I interpreted the use of the word “intimidate” to mean either “intermediate” or “immediate”. In either case you discovered that HTM in its microcosmic form cannot deal with larger contexts of space/time on its own. This is where I feel that the vast majority of people (not you specifically, but I’m going to use your work as evidence of what I am talking about) fail to respect the true hierarchical nature of the brain. Our cortex isn’t processing everything as though one single cycle of the HTM algorithm can perform all higher-level temporal recognition. Large-scale temporal pattern recognition is only possible through patterns “echoing” and being recycled through the cortex.
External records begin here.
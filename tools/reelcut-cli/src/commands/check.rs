//! Check system capabilities.

use reelcut_common::config::{config_file_path, AppConfig};
use reelcut_render_engine::{CaptionFont, FfmpegBackend, FfprobeProbe, MediaProbe, RenderBackend};

pub fn run(config: &AppConfig) -> anyhow::Result<()> {
    println!("Reelcut System Check");
    println!("{}", "=".repeat(50));

    let probe = FfprobeProbe::new(config.render.ffprobe_bin.clone());
    let backend = FfmpegBackend::new(config.render.ffmpeg_bin.clone());
    let probe_ok = probe.is_available();
    let backend_ok = backend.is_available();

    report(probe_ok, &format!("Media probe: {}", config.render.ffprobe_bin));
    report(backend_ok, &format!("Encoder: {}", config.render.ffmpeg_bin));

    match CaptionFont::resolve(config.captions.font_path.as_deref()) {
        CaptionFont::Builtin => println!("[WARN] Caption font: built-in bitmap fallback"),
        font => println!("[OK] Caption font: {}", font.name()),
    }

    let config_path = config_file_path();
    println!(
        "[OK] Config: {} ({})",
        config_path.display(),
        if config_path.exists() { "loaded" } else { "defaults" }
    );
    println!(
        "     captions {}, chunk size {}, output {}",
        if config.captions.enabled { "on" } else { "off" },
        config.captions.chunk_size,
        config.output_dir.display()
    );

    println!();
    if probe_ok && backend_ok {
        println!("All required tools are available. Reelcut is ready.");
    } else {
        println!("Some required tools are missing. Install ffmpeg and ffprobe.");
    }

    Ok(())
}

fn report(ok: bool, label: &str) {
    if ok {
        println!("[OK] {label}");
    } else {
        println!("[MISSING] {label}");
    }
}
The literal hierarchy that we have discerned in the visual cortex, v1/v2/v3/v4 are only visible to us because they have formed around spatial encoding of visual data that we can tease out - but recognizing something from patterns and motion occurring over time, not merely shape/form, requires feedback and recycling of signals, or otherwise the echoing of signals to build up a context that can only be built up over time (like reverberations themselves, in the literal sense). This is a very abstract thing to think about but it’s really the only way that any kind of network can learn temporal contexts and not be processing information completely oblivious to what was just happening two or more moments ago.
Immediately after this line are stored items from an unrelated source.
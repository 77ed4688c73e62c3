//! Reelcut Clip Model
//!
//! Defines the core data contracts for clip rendering:
//! - **Media:** Source video handles and render results
//! - **Segments:** Candidate time ranges and their clamped clip windows
//! - **Transcripts:** Normalized word-level timings
//! - **Captions:** Clip-relative caption chunks
//! - **Layout:** Pixel geometry of the vertical canvas
//! - **Color:** Caption fill and outline colors
//!
//! Transcript and segment times are absolute source seconds; caption chunk
//! times are relative to the start of the clip.

pub mod caption;
pub mod color;
pub mod layout;
pub mod media;
pub mod segment;
pub mod transcript;

pub use caption::*;
pub use color::*;
pub use layout::*;
pub use media::*;
pub use segment::*;
pub use transcript::*;
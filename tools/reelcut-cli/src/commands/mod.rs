pub mod check;
pub mod plan;
pub mod probe;
pub mod render;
Temporal processing and recognition is not about generating a steady response, it’s about generating a response that is consistent with each recurrence and unfolding of events. Events are hierarchical unto themselves, and have their own temporal contexts, and assemble to a higher level spatio-temporal context. It’s basically just hierarchical auto-associative memory.

Reinforcement learning with HTM in it’s commonly understood form is possible for something like simple input/output mapping with a single timestep of temporal prediction, but for a much deeper temporal context the output of one HTM must feed into more (and even back into itself). All of the existing HTM implementations will fail to learn and predict the notes of a song playing unless the song only has a few notes (and the notes are all different). Without anything recognizing higher level context there’s nothing to predict the next note with other than the previous two notes.

Oops. Typo. Thanks!

You’re absolutely right. I think the main reason HTM is under-performing is due to it’s incapability to handle long-term contexts. And I can only hope the Thousands Brains Theory can provide a solution. With that said, I think the Ogma team is on to something. By having higher layers of the cortex running on a lower speed. They can determine the current context better than HTM.

@marty1885 i do not think that makes sense with different HTM layers, where the higher layer run slower than the lower ones, because the current HTM hierarchy does not support it and GridCells having different spaces/size are doing this task somehow for well navigation tasks.
About HTM cartpole: it is very challenge task in controls, may be your model is suitable for self-driving cars, where D1andD2 can be used for deciding driving direction or calculating the steering wheel angle.

congrats @marty1885 you did a great job so far.